Which lines in the records below mention the word "Some"? Copy each one out.

[Dataset entries]
————————

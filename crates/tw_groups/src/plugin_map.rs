use phf::phf_map;

/// 单义插件名到冲突组 ID 的映射
///
/// 语义重载的插件（text / font / bg / border / shadow 等）不在此表中，
/// 由 dispatch 按值类型分发；无值工具与枚举值工具在 valueless_map 中按全名建表。
/// 使用 phf 在编译期生成完美哈希表，零运行时开销。
static PLUGIN_GROUP_MAP: phf::Map<&'static str, &'static str> = phf_map! {
    // Spacing (间距)
    "p" => "p",
    "px" => "px",
    "py" => "py",
    "pt" => "pt",
    "pr" => "pr",
    "pb" => "pb",
    "pl" => "pl",
    "m" => "m",
    "mx" => "mx",
    "my" => "my",
    "mt" => "mt",
    "mr" => "mr",
    "mb" => "mb",
    "ml" => "ml",
    "space-x" => "space-x",
    "space-y" => "space-y",
    "scroll-m" => "scroll-m",
    "scroll-p" => "scroll-p",

    // Sizing (尺寸)
    "w" => "w",
    "h" => "h",
    "size" => "size",
    "min-w" => "min-w",
    "min-h" => "min-h",
    "max-w" => "max-w",
    "max-h" => "max-h",

    // Position (定位)
    "top" => "top",
    "right" => "right",
    "bottom" => "bottom",
    "left" => "left",
    "inset" => "inset",
    "inset-x" => "inset-x",
    "inset-y" => "inset-y",
    "z" => "z-index",
    "float" => "float",
    "clear" => "clear",

    // Flex & Grid
    "basis" => "flex-basis",
    "grow" => "flex-grow",
    "shrink" => "flex-shrink",
    "order" => "order",
    "flex" => "flex",
    "grid-cols" => "grid-cols",
    "grid-rows" => "grid-rows",
    "grid-flow" => "grid-flow",
    "auto-cols" => "auto-cols",
    "auto-rows" => "auto-rows",
    "col-span" => "col-span",
    "col-start" => "col-start",
    "col-end" => "col-end",
    "row-span" => "row-span",
    "row-start" => "row-start",
    "row-end" => "row-end",
    "gap" => "gap",
    "gap-x" => "gap-x",
    "gap-y" => "gap-y",

    // Alignment (对齐)
    "justify" => "justify-content",
    "justify-items" => "justify-items",
    "justify-self" => "justify-self",
    "items" => "align-items",
    "self" => "align-self",
    "place-content" => "place-content",
    "place-items" => "place-items",
    "place-self" => "place-self",

    // Typography (排版)
    // 注意：text 和 font 不在此 map 中，它们是语义重载的
    // （color / font-size / text-align，weight / family），由 dispatch 分发
    "leading" => "line-height",
    "tracking" => "letter-spacing",
    "indent" => "text-indent",
    "align" => "vertical-align",
    "whitespace" => "white-space",
    "break" => "word-break",
    "break-after" => "break-after",
    "break-before" => "break-before",
    "break-inside" => "break-inside",
    "line-clamp" => "line-clamp",
    "list" => "list-style",
    "underline-offset" => "text-underline-offset",

    // Gradient color stops (渐变色)
    "from" => "gradient-from",
    "via" => "gradient-via",
    "to" => "gradient-to",

    // Background 附属插件（bg 本体由 dispatch 分发）
    "bg-clip" => "bg-clip",
    "bg-origin" => "bg-origin",

    // Borders (边框)
    "rounded" => "rounded",
    "rounded-t" => "rounded-t",
    "rounded-r" => "rounded-r",
    "rounded-b" => "rounded-b",
    "rounded-l" => "rounded-l",
    "rounded-tl" => "rounded-tl",
    "rounded-tr" => "rounded-tr",
    "rounded-br" => "rounded-br",
    "rounded-bl" => "rounded-bl",
    "divide-x" => "divide-x",
    "divide-y" => "divide-y",
    "outline-offset" => "outline-offset",

    // Effects (效果)
    "opacity" => "opacity",
    "mix-blend" => "mix-blend",
    "bg-blend" => "bg-blend",

    // Filters (滤镜)
    "blur" => "blur",
    "brightness" => "brightness",
    "contrast" => "contrast",
    "grayscale" => "grayscale",
    "hue-rotate" => "hue-rotate",
    "invert" => "invert",
    "saturate" => "saturate",
    "sepia" => "sepia",
    "drop-shadow" => "drop-shadow",
    "backdrop-blur" => "backdrop-blur",
    "backdrop-brightness" => "backdrop-brightness",
    "backdrop-contrast" => "backdrop-contrast",
    "backdrop-grayscale" => "backdrop-grayscale",
    "backdrop-hue-rotate" => "backdrop-hue-rotate",
    "backdrop-invert" => "backdrop-invert",
    "backdrop-opacity" => "backdrop-opacity",
    "backdrop-saturate" => "backdrop-saturate",
    "backdrop-sepia" => "backdrop-sepia",

    // Tables (表格)
    "caption" => "caption-side",

    // Transitions & Animation (过渡与动画)
    "transition" => "transition",
    "duration" => "duration",
    "delay" => "delay",
    "ease" => "ease",
    "animate" => "animate",

    // Transforms (变换)
    "scale" => "scale",
    "scale-x" => "scale-x",
    "scale-y" => "scale-y",
    "rotate" => "rotate",
    "translate-x" => "translate-x",
    "translate-y" => "translate-y",
    "skew-x" => "skew-x",
    "skew-y" => "skew-y",
    "origin" => "transform-origin",

    // Interactivity (交互)
    "cursor" => "cursor",
    "select" => "user-select",
    "resize" => "resize",
    "snap" => "snap",
    "touch" => "touch",
    "will-change" => "will-change",
    "pointer-events" => "pointer-events",
    "accent" => "accent-color",
    "caret" => "caret-color",

    // SVG
    "fill" => "fill",

    // Misc (其他)
    "aspect" => "aspect-ratio",
    "columns" => "columns",
    "object" => "object-position",
    "overflow" => "overflow",
    "overflow-x" => "overflow-x",
    "overflow-y" => "overflow-y",
    "overscroll" => "overscroll",
    "overscroll-x" => "overscroll-x",
    "overscroll-y" => "overscroll-y",
};

/// 查询插件名所属的冲突组
pub fn lookup(base: &str) -> Option<&'static str> {
    PLUGIN_GROUP_MAP.get(base).copied()
}
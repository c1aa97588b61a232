use serde::{Deserialize, Serialize};

/// 解析后的 class 结构
///
/// 与完整的转换管线不同，合并场景只关心参与冲突判定的部分：
/// 修饰符、重要性标记、负值前缀、核心工具名与透明度后缀。
#[derive(Debug, Clone, PartialEq, Eq, Hash, Serialize, Deserialize)]
pub struct ClassShape {
    /// 修饰符列表（按出现顺序，如 ["md", "hover"]）
    pub modifiers: Vec<String>,

    /// 重要性标记（前缀 `!p-4` 或后缀 `p-4!`）
    pub important: bool,

    /// 负值前缀（如 `-m-4`）
    pub negative: bool,

    /// 核心部分：去除上述标记与透明度后缀的工具名
    /// （如 "p-4", "bg-blue-500", "[display:block]"）
    pub core: String,

    /// 透明度后缀（如 "bg-blue-500/50" 中的 "50"）
    pub alpha: Option<String>,
}

impl ClassShape {
    /// 是否为任意属性类（如 `[display:block]`）
    pub fn is_arbitrary_property(&self) -> bool {
        self.core.starts_with('[') && self.core.ends_with(']')
    }

    /// 拆出任意属性类的属性名和值
    ///
    /// `[display:block]` → `("display", "block")`
    pub fn arbitrary_property(&self) -> Option<(&str, &str)> {
        if !self.is_arbitrary_property() {
            return None;
        }
        let inner = &self.core[1..self.core.len() - 1];
        let colon = inner.find(':')?;
        let prop = &inner[..colon];
        if prop.is_empty() {
            return None;
        }
        Some((prop, &inner[colon + 1..]))
    }

    /// 按深度 0 的 `-` 产生 `(base, value)` 候选切分，最长 base 优先
    ///
    /// 方括号/圆括号内的 `-` 不参与切分，因此 `bg-[url(a-b)]`
    /// 只会在 `bg` 之后切开。
    ///
    /// # 示例
    ///
    /// ```
    /// use tailmerge_tw_parse::parse_class;
    ///
    /// let shape = parse_class("grid-cols-3").unwrap();
    /// let candidates = shape.split_candidates();
    /// assert_eq!(candidates, vec![("grid-cols", "3"), ("grid", "cols-3")]);
    /// ```
    pub fn split_candidates(&self) -> Vec<(&str, &str)> {
        let mut points = Vec::new();
        let mut depth = 0usize;

        for (i, ch) in self.core.char_indices() {
            match ch {
                '[' | '(' => depth += 1,
                ']' | ')' => depth = depth.saturating_sub(1),
                '-' if depth == 0 && i > 0 => points.push(i),
                _ => {}
            }
        }

        points
            .into_iter()
            .rev()
            .map(|i| (&self.core[..i], &self.core[i + 1..]))
            .collect()
    }
}

/// 取任意值方括号内的内容
///
/// `"[13px]"` → `Some("13px")`；非方括号值返回 `None`
pub fn arbitrary_content(value: &str) -> Option<&str> {
    if value.len() >= 2 && value.starts_with('[') && value.ends_with(']') {
        Some(&value[1..value.len() - 1])
    } else {
        None
    }
}

/// 拆出任意值内容的类型提示
///
/// `"length:var(--x)"` → `(Some("length"), "var(--x)")`
///
/// 提示必须是纯小写标识符；`url(https://a)` 这类内容中的冒号
/// 前缀含括号，不会被误认为提示。
pub fn split_hint(content: &str) -> (Option<&str>, &str) {
    if let Some(colon) = content.find(':') {
        let hint = &content[..colon];
        if !hint.is_empty() && hint.chars().all(|c| c.is_ascii_lowercase() || c == '-') {
            return (Some(hint), &content[colon + 1..]);
        }
    }
    (None, content)
}
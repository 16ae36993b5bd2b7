pub mod clock;
pub mod error;
pub mod http_client;
pub mod logger;

pub use clock::{Clock, FixedClock, SystemClock};
pub use error::{AppError, Result};
pub use http_client::HttpClient;
pub use logger::init_logger;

————————

◆ **Response area**:
        Some((prop, &inner[colon + 1..]))
/// `"[13px]"` → `Some("13px")`；非方括号值返回 `None`
        Some(&value[1..value.len() - 1])
/// `"length:var(--x)"` → `(Some("length"), "var(--x)")`
    if let Some(colon) = content.find(':') {
            return (Some(hint), &content[colon + 1..]);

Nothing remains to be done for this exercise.